Satelliti e droni hanno puntato i loro occhi su una serie di punti d’appoggio disseminati sulla parte occidentale della Libia. Il primo è Gargaresh, un piccolo approdo nei pressi di Tripoli. Ai tempi di Muammar Gheddafi ospitava lo Yacht Club, oggi lo usano — se ne hanno bisogno — i criminali. Poi ad ovest Zawiya e l’ormai famosa Zuwara.
In quest’ultima località agiscono bande legate alla minoranza berbera degli Amazigh. Loro si giustificano: siamo stati sempre discriminati, temuti in povertà, non abbiano altro. E allora preparano le imbarcazioni per le traversate. Ora raccontano che c’è penuria di battelli, chi aveva i pescherecci li ha già usati, dunque le gang devono comprarne di nuovi che sono però costosi. Ma è grottesco sentirli piangere miseria, basta rammentare un paio di numeri: le loro vittime pagano fino a 5 mila dollari per mettere piedi in Libia ed altri 1.500 se vogliono sbarcare in Italia.
Tutto questo non potrebbe avvenire senza la complicità di chi ha i muscoli. In quest’area comandano le milizie vicine al governo di Tripoli, come la Fajr. Concede protezione, ottiene il pizzo dalle bande, usa il network per vendere il greggio sotto banco.
Situazione simile a Misurata. Le milizie hanno in mano lo scalo, un complesso notevole, ma non si preoccupano troppo di quanto avviene lungo un paio di moli. Qui — secondo indiscrezioni — comanda un ex guerrigliero, noto come Abdel Rashid. Durante la guerra contro il regime trasportava, via mare, rifornimenti per gli insorti di Bengasi. Quindi si è messo in proprio.
Spiegano che il corsaro disporrebbe di un edificio dove sono ospitati i migranti in attesa della partenza.
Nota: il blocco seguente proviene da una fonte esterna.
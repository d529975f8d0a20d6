use bevy::prelude::*;

use crate::config::{ParkConfig, VisitorParams};
use crate::edit_actions::EditAction;
use crate::test_harness::TestPark;
use crate::tile_generator::FloorGroup;
use crate::tile_map::ItemType;
use crate::visitor::{VisitorSpawner, VisitorState};

/// Default park with the automatic spawner effectively off.
fn quiet_config() -> ParkConfig {
    ParkConfig {
        visitor: VisitorParams {
            spawn_interval: 1.0e6,
            ..VisitorParams::default()
        },
        ..ParkConfig::default()
    }
}

/// A walkway ring through both default entry columns (7 and 8).
fn ring_park(seed: u64) -> TestPark {
    TestPark::new()
        .with_seed(seed)
        .with_walkway((4, 0), (11, 0))
        .with_walkway((4, 1), (4, 6))
        .with_walkway((5, 6), (11, 6))
        .with_walkway((11, 5), (11, 1))
}

#[test]
fn spawner_releases_first_visitor_after_interval() {
    let mut park = TestPark::new();
    // Default interval is four seconds at 100 ms per tick.
    park.tick(38);
    assert_eq!(park.visitor_count(), 0);
    park.tick(3);
    assert_eq!(park.visitor_count(), 1);
    assert_eq!(park.resource::<VisitorSpawner>().spawned, 1);
}

#[test]
fn spawner_respects_visitor_cap() {
    let mut park = TestPark::with_config(ParkConfig {
        visitor: VisitorParams {
            spawn_interval: 0.5,
            max_visitors: 3,
            ..VisitorParams::default()
        },
        ..ParkConfig::default()
    });
    park.run_for(10.0);
    assert_eq!(park.visitor_count(), 3);
}

#[test]
fn park_without_entries_gets_no_visitors() {
    let mut park = TestPark::with_config(ParkConfig {
        entry_tiles: Vec::new(),
        ..ParkConfig::default()
    });
    park.run_for(20.0);
    assert_eq!(park.visitor_count(), 0);
    assert!(park.spawn_visitor().is_none());
}

#[test]
fn visitors_enter_and_wander_the_ring() {
    let mut park = ring_park(3).with_visitors(4);
    for _ in 0..60 {
        park.run_for(1.0);
        park.assert_visitors_on_walkways();
    }
    let visitors = park.visitors();
    assert!(visitors.len() >= 4);
    let inside = visitors
        .iter()
        .filter(|v| v.state == VisitorState::Walking && v.current_tile.y >= 0)
        .count();
    assert!(inside >= 4, "only {inside} visitors made it into the park");
    assert!(visitors.iter().all(|v| v.walking));
}

#[test]
fn visitors_wait_at_entry_until_a_walkway_is_built() {
    let mut park = TestPark::with_config(quiet_config()).with_visitors(2);
    park.run_for(5.0);
    for v in park.visitors() {
        assert!(!v.walking);
        assert_eq!(v.current_tile.y, -1);
    }

    park.edit(EditAction::PlaceTileSpan {
        start: (7, 0),
        end: (8, 0),
        group: FloorGroup::WalkwayOnGrass,
        flipped: false,
    });
    park.run_for(1.0);
    assert!(park.visitors().iter().all(|v| v.walking));
}

#[test]
fn same_seed_replays_the_same_walk() {
    let run = |seed| {
        let mut park = ring_park(seed).with_visitors(3);
        park.run_for(30.0);
        park.visitors()
            .iter()
            .map(|v| (v.position, v.current_tile))
            .collect::<Vec<(Vec2, IVec2)>>()
    };
    assert_eq!(run(11), run(11));
}

#[test]
fn edits_beside_the_path_do_not_disturb_visitors() {
    let mut park = ring_park(5).with_visitors(3);
    park.run_for(10.0);
    park.edit(EditAction::PlaceItem {
        pos: (7, 3),
        item: ItemType::Tree,
    });
    park.edit(EditAction::PlaceTileSpan {
        start: (13, 10),
        end: (15, 10),
        group: FloorGroup::WalkwayOnGrass,
        flipped: false,
    });
    park.assert_nav_in_sync();
    for _ in 0..20 {
        park.run_for(1.0);
        park.assert_visitors_on_walkways();
    }
}
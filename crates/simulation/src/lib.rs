use bevy::prelude::*;

pub mod config;
pub mod edit_actions;
pub mod grid;
pub mod map_navigation;
pub mod sim_rng;
pub mod simulation_sets;
pub mod tile_generator;
pub mod tile_map;
pub mod visitor;

#[cfg(any(test, feature = "bench"))]
pub mod test_harness;

pub use simulation_sets::SimulationSet;

use config::ParkConfig;
use map_navigation::MapNavigation;
use sim_rng::SimRng;
use tile_generator::TileGenerator;
use tile_map::TileMap;

/// The headless park core: configuration, tile models, the map, navigation,
/// edits and visitors.
///
/// Insert a [`ParkConfig`] before adding the plugin to customise the park; an
/// invalid one is replaced by the defaults.
pub struct SimulationPlugin;

impl Plugin for SimulationPlugin {
    fn build(&self, app: &mut App) {
        config::validate_park_config(app.world_mut());

        // Built from the config, so they must come after it.
        app.init_resource::<TileGenerator>()
            .init_resource::<MapNavigation>()
            .init_resource::<TileMap>()
            .init_resource::<SimRng>();

        app.configure_sets(
            Update,
            (SimulationSet::Edits, SimulationSet::Visitors).chain(),
        );

        app.add_plugins((
            edit_actions::EditActionsPlugin,
            visitor::VisitorPlugin,
        ));

        let config = app.world().resource::<ParkConfig>();
        info!(
            "park simulation ready: {}x{} tiles, entries {:?}",
            config.map_width, config.map_height, config.entry_tiles
        );
    }
}
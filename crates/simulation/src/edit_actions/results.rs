use serde::{Deserialize, Serialize};

#[derive(Debug, Clone, Serialize, Deserialize, PartialEq, Eq)]
pub enum EditResult {
    /// `changed` counts placed tiles, removed objects or previewed cells,
    /// depending on the action.
    Success { changed: usize },
    Error(EditError),
}

impl EditResult {
    pub fn is_success(&self) -> bool {
        matches!(self, EditResult::Success { .. })
    }

    pub fn changed(&self) -> usize {
        match self {
            EditResult::Success { changed } => *changed,
            EditResult::Error(_) => 0,
        }
    }
}

#[derive(Debug, Clone, Serialize, Deserialize, PartialEq, Eq)]
pub enum EditError {
    OutOfBounds,
    /// Only non-base terrain groups can be placed; grass comes back through
    /// demolition.
    InvalidGroup,
    InvalidItem,
    /// The start cell already has the group or hosts an item.
    Refused,
    /// The cell is not bare grass.
    Occupied,
}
Quando non ne ha a sufficienza li pesca nel cosidetto Centro di lotta all’immigrazione clandestina, un impianto semi-ufficiale, qui sono rinchiusi centinaia di disperati provenienti dal cuore dell’Africa. I collaboratori di Rashid visitano i profughi, si procurano i contatti dei loro familiari e poi preparano il pacchetto di viaggio. Tutto compreso, a patto di pagare il dovuto in banche tunisine e egiziane.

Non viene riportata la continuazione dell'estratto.